ASSIGNMENT ::
Scan the material for the word "PeerId", then return every line where it appears.

TASK MATERIAL ::
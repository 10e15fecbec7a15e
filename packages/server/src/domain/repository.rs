//! Repository traits
//!
//! Durable player records and ephemeral presence live behind two separate
//! interfaces even though both travel over the same WebSocket.

use async_trait::async_trait;
use tokio::sync::{mpsc::UnboundedSender, watch};

use super::{
    entity::{Peer, Player},
    error::RepositoryError,
    transaction::Transaction,
    value_object::{CursorColor, CursorPosition, PeerId, PresenceName, RoomKey, Timestamp},
};

/// Outbound message queue of one connection (serialized JSON frames)
pub type PeerSender = UnboundedSender<String>;

/// Durable store of the player table
#[async_trait]
pub trait PlayerRepository: Send + Sync {
    /// All players in insertion order
    async fn list_players(&self) -> Result<Vec<Player>, RepositoryError>;

    /// Apply a transaction atomically and bump the revision on success
    async fn apply_transaction(
        &self,
        transaction: Transaction,
        now: Timestamp,
    ) -> Result<(), RepositoryError>;

    /// Revision counter, bumped after every committed transaction
    fn watch_revision(&self) -> watch::Receiver<u64>;
}

/// A change applied to a peer's presence
#[derive(Debug, Clone, PartialEq)]
pub enum PeerUpdate {
    JoinRoom {
        room: RoomKey,
        color: Option<CursorColor>,
    },
    LeaveRoom,
    Name(PresenceName),
    Cursor(CursorPosition),
}

/// Result of a presence update
#[derive(Debug, Clone, PartialEq)]
pub struct PeerChange {
    /// Peer after the update
    pub peer: Peer,
    /// Room the peer was in before the update
    pub previous_room: Option<RoomKey>,
}

/// Peers of one room as of a registry revision
///
/// The revision grows with every presence change, so of two snapshots the one
/// with the higher revision is the more recent.
#[derive(Debug, Clone, PartialEq)]
pub struct RoomSnapshot {
    pub revision: u64,
    pub peers: Vec<Peer>,
}

/// Volatile registry of connected peers
#[async_trait]
pub trait PresenceRepository: Send + Sync {
    /// Register a freshly connected peer with its outbound queue
    async fn add_peer(&self, peer: Peer, sender: PeerSender) -> Result<(), RepositoryError>;

    /// Remove a peer, returning its last state
    async fn remove_peer(&self, peer_id: &PeerId) -> Result<Peer, RepositoryError>;

    /// Apply a presence update
    async fn update_peer(
        &self,
        peer_id: &PeerId,
        update: PeerUpdate,
    ) -> Result<PeerChange, RepositoryError>;

    /// Peers currently in the room, ordered by connection time
    async fn room_snapshot(&self, room: &RoomKey) -> RoomSnapshot;

    /// Outbound queue of a peer
    async fn sender(&self, peer_id: &PeerId) -> Option<PeerSender>;

    /// Number of connected peers
    async fn count_peers(&self) -> usize;
}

TASK ANSWER ::
    value_object::{CursorColor, CursorPosition, PeerId, PresenceName, RoomKey, Timestamp},
    async fn remove_peer(&self, peer_id: &PeerId) -> Result<Peer, RepositoryError>;
        peer_id: &PeerId,
    async fn sender(&self, peer_id: &PeerId) -> Option<PeerSender>;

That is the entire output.